O último espaço que transformou foi o escritório do companheiro, que acabou por se distanciar um pouco do ambiente do resto da casa. “Foi um desafio um pouco ao lado do que eu sou e do que eu gosto, mas conseguimos encontrar um bom equilíbrio. Tive alguma dificuldade no processo porque sabia que não tinha nada a ver com o que a minha comunidade do Instagram está habituada, mas depois pensei ‘é a minha casa e este é o espaço dele, se as pessoas não gostarem, paciência’. Até podia fazer um espaço espectacular só para a fotografia, mas eu não sou assim, todas as partilhas que faço são reais e transparentes e quero manter isso, não quero entrar num mundo de perfeição”, salienta. Talvez por isso também não goste de se inspirar em revistas de decoração. “Uma boa decoração passa por um sítio onde nos sentimos felizes, que inclua memórias e objectos importantes para nós. Podemos fazer uma casa digna de revista, mas se a pessoa não se identifica, não faz sentido. Por isso não me inspiro muito em revistas porque acho que é muito para a fotografia, não são espaços criados para pessoas reais, para famílias com crianças, animais, tralhas. Uma decoração para ser boa tem de ir ao encontro das pessoas que lá vivem. A minha mãe nesta casa ia ser muito infeliz porque para ela a decoração não faz sentido. Acima de tudo, temos de nos identificar com o espaço em que vivemos e sentirmo-nos bem. Há tanto caos lá fora que termos um sítio tranquilo para onde voltar é muito importante”, reforça.

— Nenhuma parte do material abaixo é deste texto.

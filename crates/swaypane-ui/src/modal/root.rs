use super::manager::RootCloseHandler;
use super::root_desktop::ModalRootDesktop;
use super::root_touch::ModalRootTouch;
use super::transition::TransitionState;
use super::types::{ModalDescriptor, ModalElements};
use smallvec::SmallVec;
use std::rc::Rc;
use swaypane_core::{ElementId, ElementRef, Environment, NavId, RuntimeHandle, Viewport};
use swaypane_foundation::{GestureHandler, GestureSample, PointerEvent};

/// Construction input shared by every modal root.
#[derive(Clone, Default)]
pub struct ModalRootConfig {
    pub modals: Vec<ModalDescriptor>,
    pub active_modal: Option<String>,
    pub on_close: Option<RootCloseHandler>,
}

impl ModalRootConfig {
    pub fn new(modals: Vec<ModalDescriptor>) -> Self {
        Self {
            modals,
            ..Self::default()
        }
    }

    pub fn with_active_modal(mut self, id: impl Into<String>) -> Self {
        self.active_modal = Some(id.into());
        self
    }

    pub fn with_on_close(mut self, on_close: impl Fn(&NavId) + 'static) -> Self {
        self.on_close = Some(Rc::new(on_close));
        self
    }
}

/// Class flags of one rendered modal.
#[derive(Clone, Debug, PartialEq, Eq)]
pub struct ModalRender {
    pub id: NavId,
    pub active: bool,
    pub prev: bool,
    pub next: bool,
    pub dragging: bool,
    pub expandable: bool,
    pub expanded: bool,
    pub collapsed: bool,
}

/// What the host should render. Only the active and exiting modals are
/// listed, in child order.
#[derive(Clone, Debug, PartialEq, Eq, Default)]
pub struct ModalRootRender {
    pub touched: bool,
    pub switching: bool,
    pub desktop: bool,
    pub modals: SmallVec<[ModalRender; 2]>,
}

/// Modal root that follows the environment: desktop-class viewports fade,
/// everything else slides and can be dragged.
pub enum ModalRoot {
    Touch(ModalRootTouch),
    Desktop(ModalRootDesktop),
}

impl ModalRoot {
    pub fn new(
        runtime: RuntimeHandle,
        env: Rc<Environment>,
        viewport: Rc<dyn Viewport>,
        config: ModalRootConfig,
    ) -> Self {
        if env.is_desktop() {
            ModalRoot::Desktop(ModalRootDesktop::new(runtime, env, config))
        } else {
            ModalRoot::Touch(ModalRootTouch::new(runtime, env, viewport, config))
        }
    }

    pub fn is_desktop(&self) -> bool {
        matches!(self, ModalRoot::Desktop(_))
    }

    pub fn set_active_modal(&self, id: Option<&str>) {
        match self {
            ModalRoot::Touch(root) => root.set_active_modal(id),
            ModalRoot::Desktop(root) => root.set_active_modal(id),
        }
    }

    pub fn sync_modals(&self, modals: Vec<ModalDescriptor>) {
        match self {
            ModalRoot::Touch(root) => root.sync_modals(modals),
            ModalRoot::Desktop(root) => root.sync_modals(modals),
        }
    }

    pub fn register_modal(&self, id: &str, elements: ModalElements) {
        match self {
            ModalRoot::Touch(root) => root.register_modal(id, elements),
            ModalRoot::Desktop(root) => root.register_modal(id, elements),
        }
    }

    pub fn attach_mask(&self, mask: &ElementRef) {
        match self {
            ModalRoot::Touch(root) => root.attach_mask(mask),
            ModalRoot::Desktop(root) => root.attach_mask(mask),
        }
    }

    pub fn close_active_modal(&self) {
        match self {
            ModalRoot::Touch(root) => root.close_active_modal(),
            ModalRoot::Desktop(root) => root.close_active_modal(),
        }
    }

    pub fn on_mask_click(&self) {
        self.close_active_modal();
    }

    /// Wrapper of all modals. Only the touch root uses it.
    pub fn attach_viewport(&self, element: &ElementRef) {
        if let ModalRoot::Touch(root) = self {
            root.attach_viewport(element);
        }
    }

    pub fn on_scroll(&self, target: Option<ElementId>) {
        if let ModalRoot::Touch(root) = self {
            root.on_scroll(target);
        }
    }

    pub fn on_resize(&self) {
        if let ModalRoot::Touch(root) = self {
            root.on_resize();
        }
    }

    pub fn update_modal_height(&self) {
        if let ModalRoot::Touch(root) = self {
            root.update_modal_height();
        }
    }

    pub fn set_on_change(&self, on_change: impl Fn() + 'static) {
        match self {
            ModalRoot::Touch(root) => root.set_on_change(on_change),
            ModalRoot::Desktop(root) => root.set_on_change(on_change),
        }
    }

    pub fn set_on_enter(&self, on_enter: impl Fn(&NavId) + 'static) {
        match self {
            ModalRoot::Touch(root) => root.set_on_enter(on_enter),
            ModalRoot::Desktop(root) => root.set_on_enter(on_enter),
        }
    }

    pub fn set_on_exit(&self, on_exit: impl Fn(&NavId) + 'static) {
        match self {
            ModalRoot::Touch(root) => root.set_on_exit(on_exit),
            ModalRoot::Desktop(root) => root.set_on_exit(on_exit),
        }
    }

    pub fn active_modal(&self) -> Option<NavId> {
        match self {
            ModalRoot::Touch(root) => root.active_modal(),
            ModalRoot::Desktop(root) => root.active_modal(),
        }
    }

    pub fn transition_state(&self) -> TransitionState {
        match self {
            ModalRoot::Touch(root) => root.transition_state(),
            ModalRoot::Desktop(root) => root.transition_state(),
        }
    }

    pub fn render(&self) -> Option<ModalRootRender> {
        match self {
            ModalRoot::Touch(root) => root.render(),
            ModalRoot::Desktop(root) => root.render(),
        }
    }
}

impl GestureHandler for ModalRoot {
    fn on_move(&self, sample: &GestureSample, event: &PointerEvent) {
        if let ModalRoot::Touch(root) = self {
            root.on_move(sample, event);
        }
    }

    fn on_end(&self, sample: &GestureSample, event: &PointerEvent) {
        if let ModalRoot::Touch(root) = self {
            root.on_end(sample, event);
        }
    }
}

Na Home Diary PT, Mariana Rodrigues vai dando dicas de problemas que ela vai sentindo e acha que podem ser úteis para quem a segue, mas também se baseia em sugestões dadas em comentários ou mensagens para ajudar o seu público. Sobre um futuro na decoração de interiores, recusa encaixar-se numa única gaveta. “Quando fiz os testes psicotécnicos, no 12.º ano, os resultados ditaram que eu podia fazer tudo, não havia uma só área que me servisse. E hoje em dia também sou assim, tenho necessidade de fazer muitas coisas diferentes porque senão aborreço-me. Neste momento, a terapia da fala paga-me as contas e a decoração é um passatempo”, refere. Um passatempo que poderá eventualmente pagar contas? “Recebo muitas mensagens a perguntar se faço projectos ou quando começarei a fazer, mas ainda tenho de ultrapassar o ‘síndrome do impostor’ que me diz que não consigo, que não vou fazer um bom trabalho. Vou fazendo coisas na decoração de interiores de forma informal, tanto na página, como para pessoas que conheço, quando é preciso decorar, chamam-me. Ainda não ganhei coragem para dar um passo maior, mas gostava”, diz Mariana Rodrigues, deixando no ar a possibilidade de encontrar casa permanente na decoração de interiores.